[Stored data entries]
□ □ □ □ □
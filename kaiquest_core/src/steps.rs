//! Quest step normalization.
//!
//! Quest step payloads arrive in several historical shapes: a bare list of
//! strings, objects with varying field names, or a mix. This module
//! canonicalizes them into [`CanonicalStep`] values for the presentation
//! layer. Normalization runs on every read; the raw payload is what gets
//! persisted.

use crate::types::{CanonicalStep, StepKind};
use serde_json::Value;

// Recognized field aliases, oldest shapes last
const TITLE_ALIASES: &[&str] = &["title", "step_title", "label"];
const KIND_ALIASES: &[&str] = &["type", "step_type"];
const ROW_ALIASES: &[&str] = &["grid_rows", "rows", "row"];
const COL_ALIASES: &[&str] = &["grid_cols", "cols", "col"];
const OPTION_ALIASES: &[&str] = &["options", "choices", "choice"];

/// Normalize a raw steps payload into canonical steps.
///
/// Non-array input yields an empty list. Entries that are neither strings
/// nor objects are silently skipped.
pub fn normalize_steps(raw: &Value) -> Vec<CanonicalStep> {
    let Some(items) = raw.as_array() else {
        return Vec::new();
    };
    items.iter().filter_map(normalize_entry).collect()
}

fn normalize_entry(entry: &Value) -> Option<CanonicalStep> {
    // Legacy shape: a bare string is a text step
    if let Some(title) = entry.as_str() {
        return Some(CanonicalStep {
            title: title.to_string(),
            kind: StepKind::Text,
            grid_rows: 0,
            grid_cols: 0,
            options: Vec::new(),
        });
    }

    let obj = entry.as_object()?;

    let title = first_truthy(obj, TITLE_ALIASES)
        .and_then(Value::as_str)
        .unwrap_or("")
        .to_string();

    let declared = first_truthy(obj, KIND_ALIASES)
        .and_then(Value::as_str)
        .unwrap_or("text");

    let grid_rows = first_truthy(obj, ROW_ALIASES)
        .map(coerce_dimension)
        .unwrap_or(0);
    let grid_cols = first_truthy(obj, COL_ALIASES)
        .map(coerce_dimension)
        .unwrap_or(0);

    let options = first_truthy(obj, OPTION_ALIASES)
        .map(coerce_options)
        .unwrap_or_default();

    // Legacy/partial data often declares "text" while carrying richer
    // signals. Options win over grid dimensions when both are present.
    let mut kind_name = declared;
    if kind_name == "text" {
        if !options.is_empty() {
            kind_name = "choice";
        } else if grid_rows > 0 && grid_cols > 0 {
            kind_name = "grid";
        }
    }

    let kind = match kind_name {
        "grid" if grid_rows > 0 && grid_cols > 0 => StepKind::Grid,
        "choice" if !options.is_empty() => StepKind::Choice,
        // Unknown kinds, and grid/choice declarations missing their
        // payload, all collapse to text.
        _ => StepKind::Text,
    };

    Some(CanonicalStep {
        title,
        kind,
        grid_rows,
        grid_cols,
        options,
    })
}

/// First alias whose value is present and non-empty/non-zero.
///
/// Empty strings, zeros, empty lists, `false` and `null` fall through to
/// the next alias, matching how partially-filled legacy payloads behave.
fn first_truthy<'a>(
    obj: &'a serde_json::Map<String, Value>,
    aliases: &[&str],
) -> Option<&'a Value> {
    aliases
        .iter()
        .filter_map(|key| obj.get(*key))
        .find(|value| is_truthy(value))
}

fn is_truthy(value: &Value) -> bool {
    match value {
        Value::Null => false,
        Value::Bool(b) => *b,
        Value::Number(n) => n.as_f64().map(|f| f != 0.0).unwrap_or(true),
        Value::String(s) => !s.is_empty(),
        Value::Array(items) => !items.is_empty(),
        Value::Object(map) => !map.is_empty(),
    }
}

/// Grid dimensions: non-negative integers; non-numeric means 0
fn coerce_dimension(value: &Value) -> u32 {
    match value {
        Value::Number(n) => n
            .as_i64()
            .or_else(|| n.as_f64().map(|f| f.trunc() as i64))
            .map(|v| v.max(0) as u32)
            .unwrap_or(0),
        Value::String(s) => s.trim().parse::<i64>().map(|v| v.max(0) as u32).unwrap_or(0),
        _ => 0,
    }
}

/// Options: a newline-delimited string splits into trimmed non-empty
/// lines; a list keeps its non-empty string items; anything else is empty
fn coerce_options(value: &Value) -> Vec<String> {
    match value {
        Value::String(s) => s
            .lines()
            .map(str::trim)
            .filter(|line| !line.is_empty())
            .map(str::to_string)
            .collect(),
        Value::Array(items) => items
            .iter()
            .filter_map(Value::as_str)
            .map(str::trim)
            .filter(|item| !item.is_empty())
            .map(str::to_string)
            .collect(),
        _ => Vec::new(),
    }
}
□ □ □ □ □
### What the exercise asks
Show all lines from the records above where the word "choice" occurs.

### Result of the task
const OPTION_ALIASES: &[&str] = &["options", "choices", "choice"];
            kind_name = "choice";
        "choice" if !options.is_empty() => StepKind::Choice,
        // Unknown kinds, and grid/choice declarations missing their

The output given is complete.